Я подождала у такси, пока они не поднялись наверх и не скрылись в дверях. Миссис Толливер несла чемодан, а Шарлотта осторожно ступала на своих каблучках, все еще сжимая в руке комиксы. Она не обернулась, чтобы помахать. Дверь за ними закрылась.

Глава 2

Казалось очень несправедливым, что десятилетней Шарлотте был уготован такой прохладный прием, а меня, вполне самостоятельную женщину двадцати трех лет от роду, ожидали Феба и Холли-коттедж. Там не было подъездного пути, только посыпанный гравием участок между воротами и домом. В саду росло множество георгинов и хризантем, входная дверь была распахнута и впускала в дом вечерний бриз, а в окне над лестницей, словно приветствуя гостей, колыхалась на ветру розовая ситцевая занавеска. Феба появилась, едва такси въехало в ворота. Ее левую руку покрывал громоздкий белый гипс, зато правой она махала изо всех сил, приветствуя нас, и бежала навстречу так проворно, что мистер Томас едва ее не сбил. Я выскочила из машины, не дождавшись, пока она окончательно остановится, и тут же попала в однорукие объятия Фебы. В ответ я обняла ее за двоих.

– О дорогая моя, – воскликнула она, – ты чудо! Вот уж не думала, что ты приедешь. Поверить не могу. Я тут едва не сошла с ума, пытаясь куда-нибудь выбраться. Я ведь даже на велосипеде ездить не в состоянии…

Смеясь, я выпустила ее, и мы посмотрели друг на друга с большим удовольствием. Смотреть на Фебу всегда удовольствие. Она непредсказуема, но это удовольствие. В ту пору ей уже было за шестьдесят, но никто не дал бы ей столько.

Я увидела теплые чулки, крепкие ботинки, поношенную и помятую джинсовую юбку. Поверх нее она надела мужскую рубашку и вязаную кофту (вероятно, унаследованную от Чипса), на шее были золотые цепочки и шерстяной клетчатый шарф, а на голове, как всегда, шляпа.

Она всегда носила довольно щегольские шляпы, широкополые и с глубокой тульей. Ей приходилось надевать их, когда она работала на природе, чтобы защищать глаза от холодного белого сияния корнуоллского света. Она так свыклась с этими шляпами, что часто забывала их снимать. Сейчас на ней была темно-коричневая шляпа, украшенная серыми перьями чаек, воткнутыми под окаймляющую ленту. Под сенью ее полей мне подмигивало и улыбалось лицо Фебы, покрытое сетью морщинок. Ее улыбка обнажала зубы, белые и ровные, как у ребенка, а яркий цвет голубых, как незабудки, глаз соперничал лишь с цветом оправленных в серебро бирюзовых серег, покачивавшихся по обеим сторонам лица.

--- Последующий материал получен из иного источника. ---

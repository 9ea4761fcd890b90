//! Chart parsing from buffered files
//!
//! `ParsedChart` is the engine-side chart tree: Chart.yaml metadata, default
//! values, template sources and bundled CRD files, built from one batch of
//! `ChartFile`s in a single pass.

use capstan_core::{ChartFile, ChartMetadata, Values};

use crate::error::{EngineError, Result};

/// Extensions treated as template files under templates/
const TEMPLATE_EXTENSIONS: &[&str] = &["yaml", "yml", "j2", "jinja2", "txt", "json"];

/// Extensions treated as CRD files under crds/
const CRD_EXTENSIONS: &[&str] = &["yaml", "yml"];

/// One template source, named by its chart-root-relative path
#[derive(Debug, Clone)]
pub struct TemplateFile {
    /// Path relative to the chart root (e.g. `templates/deployment.yaml`)
    pub name: String,

    /// Template source text
    pub source: String,
}

impl TemplateFile {
    /// File name without directories
    pub fn file_name(&self) -> &str {
        self.name.rsplit('/').next().unwrap_or(&self.name)
    }

    /// Helper templates (files starting with `_`) are importable but never
    /// rendered on their own.
    pub fn is_helper(&self) -> bool {
        self.file_name().starts_with('_')
    }

    /// NOTES.txt is post-install text, not a manifest.
    pub fn is_notes(&self) -> bool {
        self.file_name().eq_ignore_ascii_case("NOTES.txt")
    }
}

/// A CRD file bundled under crds/
///
/// CRD files are not templated and are emitted before regular templates.
#[derive(Debug, Clone)]
pub struct CrdFile {
    /// Path relative to the chart root (e.g. `crds/foo.yaml`)
    pub path: String,

    /// Raw YAML content
    pub content: String,
}

/// The engine's parsed chart tree
#[derive(Debug, Clone)]
pub struct ParsedChart {
    /// Validated Chart.yaml metadata
    pub metadata: ChartMetadata,

    /// Default values from values.yaml (empty when absent)
    pub values: Values,

    /// Template files, sorted by path
    pub templates: Vec<TemplateFile>,

    /// CRD files, sorted by path
    pub crds: Vec<CrdFile>,
}

impl ParsedChart {
    /// Build a chart tree from buffered files.
    ///
    /// `Chart.yaml` must be present at the root and valid; `values.yaml` is
    /// optional but must parse when present. Files that are neither
    /// metadata, values, templates nor CRDs (README, .helmignore, ...) are
    /// ignored.
    pub fn from_files(files: &[ChartFile]) -> Result<Self> {
        let mut metadata = None;
        let mut values = Values::new();
        let mut templates = Vec::new();
        let mut crds = Vec::new();

        for file in files {
            if file.path == "Chart.yaml" {
                metadata = Some(ChartMetadata::from_yaml(file.as_str()?)?);
            } else if file.path == "values.yaml" {
                values = Values::from_yaml(file.as_str()?)?;
            } else if let Some(rest) = file.path.strip_prefix("templates/") {
                if has_extension(rest, TEMPLATE_EXTENSIONS) {
                    templates.push(TemplateFile {
                        name: file.path.clone(),
                        source: file.as_str()?.to_string(),
                    });
                }
            } else if let Some(rest) = file.path.strip_prefix("crds/") {
                if has_extension(rest, CRD_EXTENSIONS) {
                    crds.push(CrdFile {
                        path: file.path.clone(),
                        content: file.as_str()?.to_string(),
                    });
                }
            }
        }

        let metadata = metadata.ok_or_else(|| EngineError::InvalidChart {
            message: "Chart.yaml not found at chart root".to_string(),
        })?;

        // Sort for deterministic rendering order.
        templates.sort_by(|a, b| a.name.cmp(&b.name));
        crds.sort_by(|a, b| a.path.cmp(&b.path));

        Ok(Self {
            metadata,
            values,
            templates,
            crds,
        })
    }

    /// Chart name from metadata
    pub fn name(&self) -> &str {
        &self.metadata.name
    }
}

fn has_extension(path: &str, extensions: &[&str]) -> bool {
    path.rsplit_once('.')
        .is_some_and(|(_, ext)| extensions.contains(&ext.to_ascii_lowercase().as_str()))
}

– Ты притворщица, – заметила я, – может, ты и сломала руку, но выглядишь прекрасно, как всегда.

– Чушь какая! Вы слышите, мистер Томас, она говорит, что я прекрасно выгляжу. Она либо слепая, либо полоумная. А это что такое? Твой чемодан? А зачем тут увядшие цветы? Не хочу никаких увядших цветов…

Держа в руке поникший букет, она вновь начала смеяться.

– Мистер Томас, вам придется прислать мне счет. Я не могу расплатиться с вами прямо сейчас – куда-то подевала свою сумочку.

– Я расплачусь, Феба.

– Ни в коем случае. Мистер Томас ничего не имеет против, не правда ли, мистер Томас?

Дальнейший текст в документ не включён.